The federal Department of Health and Human Services announced the final  rule amending the Health Insurance Portability and Accountability Act of 1996 (HIPAA) in accordance with the HITECH Act of 2009.

One of the hot topics in HIPAA right now, is what constitutes breach of information. In this day and age of technology, a stolen laptop or tablet could give someone an incredible amount of information at their fingertips. In the proposed rule breach of information would not be considered unless there was significant risk of harm to the individual. “Section 13400(1)(A) of the Act defines “breach” as the “unauthorized acquisition, access, use, or disclosure of protected health information which compromises the security or privacy of such information, except where an unauthorized person to whom such information is disclosed would not reasonably have been able to retain such information.””

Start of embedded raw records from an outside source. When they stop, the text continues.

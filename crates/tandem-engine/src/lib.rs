//! Per-process coordination of role-partitioned Tandem plugins.
//!
//! Every rank runs the same setup code. The [`Coordinator`] knows which
//! role its rank plays and keeps only the plugin halves that belong there:
//! producers on compute ranks, consumers on postprocess ranks. Engine
//! objects that exist only on compute ranks are built through
//! [`GuardedConstructor`]s, which hand out Null handles elsewhere.
//!
//! # Architecture
//!
//! - [`Coordinator`] owns the role-local plugin lists and drives hooks
//! - [`route`] dispatches a created [`PluginPair`](tandem_plugin::PluginPair)
//!   to the matching list and allocates its tag
//! - [`ActivationSlot`] enforces one active coordinator per scope
//! - [`RunConfig`] loads the rank grid and plugin declarations from TOML

#![deny(missing_docs)]
#![deny(rustdoc::broken_intra_doc_links)]
#![forbid(unsafe_code)]

pub mod config;
pub mod coordinator;
pub mod guarded;
pub mod metrics;
pub mod router;
pub mod slot;

pub use config::{CheckpointConfig, ConfigError, RunConfig};
pub use coordinator::{Coordinator, Registration};
pub use guarded::{GuardedConstructor, ObjectKind};
pub use metrics::StepMetrics;
pub use router::{route, RouteOutcome};
pub use slot::ActivationSlot;
//! Role-aware plugin creation.
//!
//! Setup code runs identically on every rank. Creating a plugin on a
//! compute rank builds only its producer half; on a postprocess rank only
//! its consumer half. Both halves are built from the same name and the
//! same parsed arguments, so each rank derives the plugin's cadence on
//! its own.

use tandem_core::{PluginError, Role};

use crate::args::PluginArgs;
use crate::pair::PluginPair;
use crate::plugin::{PostprocessPlugin, SimulationPlugin};

/// A plugin kind: how to parse its arguments and build either half.
///
/// A kind that has no behavior on one role returns `Ok(None)` for that
/// half.
pub trait PluginKind {
    /// Kind name used in configuration.
    const KIND: &'static str;

    /// Parsed creation arguments, shared by both halves.
    type Args;

    /// Parse loosely-typed arguments into [`Self::Args`].
    fn parse_args(args: &PluginArgs) -> Result<Self::Args, PluginError>;

    /// Build the producer half.
    fn producer(
        name: &str,
        args: &Self::Args,
    ) -> Result<Option<Box<dyn SimulationPlugin>>, PluginError>;

    /// Build the consumer half.
    fn consumer(
        name: &str,
        args: &Self::Args,
    ) -> Result<Option<Box<dyn PostprocessPlugin>>, PluginError>;
}

/// Build the half of kind `K` that belongs on a rank of `role`.
///
/// Returns `(producer, null)` on compute ranks and `(null, consumer)` on
/// postprocess ranks, or a fully-null pair if `K` has no half for `role`.
/// The other half's constructor is never called.
///
/// # Errors
///
/// [`PluginError::InvalidArgument`] if `name` is empty or the built half
/// reports a different name; any error from the half's constructor.
pub fn create<K: PluginKind>(
    role: Role,
    name: &str,
    args: &K::Args,
) -> Result<PluginPair, PluginError> {
    if name.is_empty() {
        return Err(PluginError::InvalidArgument {
            reason: "plugin name must not be empty".into(),
        });
    }

    let pair = match role {
        Role::Compute => match K::producer(name, args)? {
            Some(p) => PluginPair::producer(K::KIND, p),
            None => PluginPair::empty(K::KIND, name),
        },
        Role::Postprocess => match K::consumer(name, args)? {
            Some(c) => PluginPair::consumer(K::KIND, c),
            None => PluginPair::empty(K::KIND, name),
        },
    };

    if pair.name() != name {
        return Err(PluginError::InvalidArgument {
            reason: format!(
                "kind '{}' built a half named '{}' for plugin '{name}'",
                K::KIND,
                pair.name()
            ),
        });
    }
    Ok(pair)
}

#[cfg(test)]
pub(crate) mod tests {
    use super::*;
    use crate::context::{PostprocessContext, SimulationContext};
    use proptest::prelude::*;

    pub(crate) struct Named(pub String);

    impl SimulationPlugin for Named {
        fn name(&self) -> &str {
            &self.0
        }
        fn step(&mut self, _ctx: &mut SimulationContext<'_>) -> Result<(), PluginError> {
            Ok(())
        }
    }

    impl PostprocessPlugin for Named {
        fn name(&self) -> &str {
            &self.0
        }
        fn step(&mut self, _ctx: &mut PostprocessContext<'_>) -> Result<(), PluginError> {
            Ok(())
        }
    }

    /// Symmetric kind with a half for each role.
    pub(crate) struct Echo;

    impl PluginKind for Echo {
        const KIND: &'static str = "echo";
        type Args = ();

        fn parse_args(_args: &PluginArgs) -> Result<(), PluginError> {
            Ok(())
        }

        fn producer(
            name: &str,
            _args: &(),
        ) -> Result<Option<Box<dyn SimulationPlugin>>, PluginError> {
            Ok(Some(Box::new(Named(name.to_string()))))
        }

        fn consumer(
            name: &str,
            _args: &(),
        ) -> Result<Option<Box<dyn PostprocessPlugin>>, PluginError> {
            Ok(Some(Box::new(Named(name.to_string()))))
        }
    }

    /// Kind whose halves refuse to be built for any role but `args`.
    struct Exclusive;

    impl PluginKind for Exclusive {
        const KIND: &'static str = "exclusive";
        type Args = Role;

        fn parse_args(_args: &PluginArgs) -> Result<Role, PluginError> {
            Ok(Role::Compute)
        }

        fn producer(
            name: &str,
            allowed: &Role,
        ) -> Result<Option<Box<dyn SimulationPlugin>>, PluginError> {
            if *allowed != Role::Compute {
                return Err(PluginError::ExecutionFailed {
                    reason: "producer built on a postprocess rank".into(),
                });
            }
            Ok(Some(Box::new(Named(name.to_string()))))
        }

        fn consumer(
            name: &str,
            allowed: &Role,
        ) -> Result<Option<Box<dyn PostprocessPlugin>>, PluginError> {
            if *allowed != Role::Postprocess {
                return Err(PluginError::ExecutionFailed {
                    reason: "consumer built on a compute rank".into(),
                });
            }
            Ok(Some(Box::new(Named(name.to_string()))))
        }
    }

    /// Kind whose producer names itself wrongly.
    struct Misnamed;

    impl PluginKind for Misnamed {
        const KIND: &'static str = "misnamed";
        type Args = ();

        fn parse_args(_args: &PluginArgs) -> Result<(), PluginError> {
            Ok(())
        }

        fn producer(
            _name: &str,
            _args: &(),
        ) -> Result<Option<Box<dyn SimulationPlugin>>, PluginError> {
            Ok(Some(Box::new(Named("other".into()))))
        }

        fn consumer(
            _name: &str,
            _args: &(),
        ) -> Result<Option<Box<dyn PostprocessPlugin>>, PluginError> {
            Ok(None)
        }
    }

    #[test]
    fn compute_gets_producer_only() {
        let pair = create::<Exclusive>(Role::Compute, "stats", &Role::Compute).unwrap();
        assert!(pair.has_producer());
        assert!(!pair.has_consumer());
        assert_eq!(pair.role(), Some(Role::Compute));
        assert_eq!(pair.name(), "stats");
        assert_eq!(pair.kind(), "exclusive");
    }

    #[test]
    fn postprocess_gets_consumer_only() {
        let pair =
            create::<Exclusive>(Role::Postprocess, "stats", &Role::Postprocess).unwrap();
        assert!(pair.has_consumer());
        assert!(!pair.has_producer());
        assert_eq!(pair.role(), Some(Role::Postprocess));
    }

    #[test]
    fn half_without_behavior_yields_empty_pair() {
        let pair = create::<Misnamed>(Role::Postprocess, "m", &()).unwrap();
        assert!(pair.is_empty());
        assert_eq!(pair.role(), None);
        assert_eq!(pair.name(), "m");
    }

    #[test]
    fn empty_name_rejected() {
        assert!(matches!(
            create::<Echo>(Role::Compute, "", &()),
            Err(PluginError::InvalidArgument { .. })
        ));
    }

    #[test]
    fn misnamed_half_rejected() {
        assert!(matches!(
            create::<Misnamed>(Role::Compute, "m", &()),
            Err(PluginError::InvalidArgument { .. })
        ));
    }

    proptest! {
        #[test]
        fn exactly_one_half_matching_role(
            name in "[a-z][a-z0-9_]{0,12}",
            compute in any::<bool>(),
        ) {
            let role = if compute { Role::Compute } else { Role::Postprocess };
            let pair = create::<Echo>(role, &name, &()).unwrap();
            prop_assert!(pair.has_producer() != pair.has_consumer());
            prop_assert_eq!(pair.role(), Some(role));
            prop_assert_eq!(pair.name(), name.as_str());
        }
    }
}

The rule also states patient information can not be sold, used for marketing or fundraising without permission from the patient. These new rules will go in effect on March 26, 2013. There is a 6 month period to get used to the amendments, but healthcare providers (and any entity associated with healthcare) must comply by September, 2013.

Prior to 2013  the HIPAA Privacy Rule applied to deceased individuals as well as living. The amendment will exclude any health information of a person who has been deceased for more than 50 years.

Unless an exception applies, an impermissible use or disclosure of PHI (protected health information) is presumed to be a “breach”. A risk assessment should be done in each case of possible breach. The risk assessment should include at least the following 4 factors; the nature and extent of the PHI included, the unauthorized person who used the PHI or to whom the disclosure of PHI was made, whether the PHI was actually viewed or acquired or, alternatively, if only the opportunity existed for the information to be viewed or acquired and the extent to which the risk to the PHI has been mitigated.

Healthcare entities will be held liable, the maximum penalty for each individual breach of patient information is 1.5 million dollars. Healthcare providers need to be taking extra steps to avoid the breach of patient information. One of the biggest things they can do is to encrypt data. It is also very important devices used to pull up patient records are secure.

Extensive reading on this amendment can be found here.

Patients have new rights under the 2013 HIPAA modifications as well. “The Privacy Rule currently requires covered entities to permit individuals to request that a covered entity restrict uses or disclosures of their PHI for treatment, payment, and health care operations purposes.” Patients now have the right to pay for any treatment out of their own pocket, and if requested healthcare entities can not submit claims for that particular service.

Patients currently have the rights to a copy of their own PHI. Under the new amendment, patients will now have full rights to an electronic version of their PHI (if it is readily producible in that form).